Food or environment? – another change to the SFI rules

Joe Spencer · April 11th 2024 · read

Farming land

Yet another change to the Sustainable Farm Incentive (SFI) scheme was announced on 25th March. In a somewhat belated recognition that food production is actually a quite important part of farming and land management, it was announced that there will be a cap on the proportion of land which can be put into some of the SFI options – specifically no more than 25% of the holding can be put into any combination of the following:

  • Flower-rich grass margins
  • Pollen and nectar flower mix
  • Winter bird food on arable and horticultural land
  • Grassy field corners and blocks
  • Improved grassland field corners or blocks out of management.
  •  Winter bird food on improved grassland.

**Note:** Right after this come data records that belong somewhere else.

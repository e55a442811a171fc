//! Action type registry

use crate::builder::ActionBuilder;
use crate::error::{ConfigError, ConfigResult};
use crate::model::ActionConfig;
use ae_action::{
    action_types, ActionHandler, ActionKind, GroupAction, IterateAction, RaiseErrorAction,
    SetVariableAction,
};
use ae_core::Value;
use ae_provider::{ProviderExt, StaticProvider};
use std::collections::HashMap;
use std::fmt;
use std::sync::Arc;
use tracing::debug;

/// Builds the type-specific part of an action from its configuration
pub type ActionFactory =
    Arc<dyn Fn(&ActionConfig, &ActionBuilder) -> ConfigResult<ActionKind> + Send + Sync>;

/// Maps type discriminators to action constructors
#[derive(Clone)]
pub struct ActionRegistry {
    factories: HashMap<String, ActionFactory>,
}

impl ActionRegistry {
    /// Registry without any action types
    pub fn empty() -> Self {
        Self {
            factories: HashMap::new(),
        }
    }

    /// Registry with the built-in action types
    pub fn new() -> Self {
        let mut registry = Self::empty();
        registry.register(action_types::GROUP, build_group);
        registry.register(action_types::ITERATE, build_iterate);
        registry.register(action_types::RAISE_ERROR, build_raise_error);
        registry.register(action_types::SET_VARIABLE, build_set_variable);
        registry
    }

    /// Register a constructor, replacing any previous one for the type
    pub fn register<F>(&mut self, action_type: impl Into<String>, factory: F)
    where
        F: Fn(&ActionConfig, &ActionBuilder) -> ConfigResult<ActionKind> + Send + Sync + 'static,
    {
        let action_type = action_type.into();
        debug!(action_type = %action_type, "Registering action type");
        self.factories.insert(action_type, Arc::new(factory));
    }

    /// Register a handler that needs no settings under its own type name
    pub fn register_handler(&mut self, handler: Arc<dyn ActionHandler>) {
        let action_type = handler.type_name().to_string();
        self.register(action_type, move |_, _| {
            Ok(ActionKind::External(Arc::clone(&handler)))
        });
    }

    pub fn contains(&self, action_type: &str) -> bool {
        self.factories.contains_key(action_type)
    }

    /// Registered type names, sorted
    pub fn types(&self) -> Vec<&str> {
        let mut types: Vec<_> = self.factories.keys().map(String::as_str).collect();
        types.sort_unstable();
        types
    }

    pub(crate) fn build_kind(
        &self,
        config: &ActionConfig,
        builder: &ActionBuilder,
    ) -> ConfigResult<ActionKind> {
        let factory =
            self.factories
                .get(&config.action_type)
                .ok_or_else(|| ConfigError::UnknownActionType {
                    action_type: config.action_type.clone(),
                    alias: config.alias.clone(),
                })?;
        factory(config, builder)
    }
}

impl Default for ActionRegistry {
    fn default() -> Self {
        Self::new()
    }
}

impl fmt::Debug for ActionRegistry {
    fn fmt(&self, f: &mut fmt::Formatter<'_>) -> fmt::Result {
        f.debug_struct("ActionRegistry")
            .field("types", &self.types())
            .finish()
    }
}

fn build_group(config: &ActionConfig, builder: &ActionBuilder) -> ConfigResult<ActionKind> {
    let actions = builder.build_all(&config.child_actions("actions")?)?;
    Ok(ActionKind::Group(GroupAction::new(
        actions,
        config.flag("parallel")?,
    )))
}

fn build_iterate(config: &ActionConfig, builder: &ActionBuilder) -> ConfigResult<ActionKind> {
    let providers = builder.providers();
    let actions = builder.build_all(&config.child_actions("actions")?)?;
    let mut iterate = IterateAction::new(providers.typed(config.required("list")?)?, actions);

    if let Some(start) = config.setting("startIndex") {
        iterate = iterate.with_start_index(providers.integer(start)?);
    }
    if let Some(end) = config.setting("endIndex") {
        iterate = iterate.with_end_index(providers.integer(end)?);
    }
    if let Some(reverse) = config.setting("reverse") {
        iterate = iterate.with_reverse(providers.condition(reverse)?);
    }
    if let Some(condition) = config.setting("doWhile") {
        iterate = iterate.with_do_while(providers.condition(condition)?);
    }
    Ok(ActionKind::Iterate(iterate))
}

fn build_raise_error(config: &ActionConfig, builder: &ActionBuilder) -> ConfigResult<ActionKind> {
    let error = builder
        .providers()
        .configured_error(config.required("error")?)?;
    Ok(ActionKind::RaiseError(RaiseErrorAction::new(error)))
}

fn build_set_variable(config: &ActionConfig, builder: &ActionBuilder) -> ConfigResult<ActionKind> {
    let providers = builder.providers();
    let property_name = config.required("propertyName")?;
    if let Some(name) = property_name.as_str() {
        if !ae_core::is_valid_property_name(name) {
            return Err(ConfigError::invalid(
                config.key("propertyName"),
                ae_core::INVALID_PROPERTY_NAME_MESSAGE,
            ));
        }
    }

    let value = match config.setting("value") {
        Some(value) => providers.value(value)?,
        None => StaticProvider::<Value>::new(Value::Null).boxed(),
    };
    let mut action = SetVariableAction::new(providers.typed(property_name)?, value);
    if let Some(path) = config.setting("path") {
        action = action.with_path(providers.typed(path)?);
    }
    Ok(ActionKind::SetVariable(action))
}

Whilst this may not go down particularly well with some environmentalists, and clearly it is a broad-brush approach which does not recognise that some farms are more important for food production than others, it will probably not cause too much inconvenience for most commercial units and arguably is realigning the rules back to the original spirit of the scheme. In the words of the minister “The six actions we are capping were always intended to be implemented on smaller areas of land, and these changes will help to maintain this intention and continue our commitment to maintain domestic food production.”

Another announcement within the same press release was that, to date, over 15,000 SFI applications have been received. Or putting it another way, ONLY 15,000 farms are putting in place an alternative scheme to replace at least part of the subsidy income which is now over halfway through the abolition process. Since there were around 90,000 farms claiming BPS, it shows a worrying lack of engagement with the new regime.

Commenting on the changes, MHA agricultural partner Joe Spencer said

“it is good to see the recognition that food production is important- a point which the industry has been trying to make for some time – and it will take the SFI scheme back towards its original intention. However, it is clear from the relatively limited take up to date that the implementation process still has a long way to go. High commodity price, in particular, may have masked the impact of the BPS withdrawal so far, but as they fall back, the gap in cashflow will become much more visible”.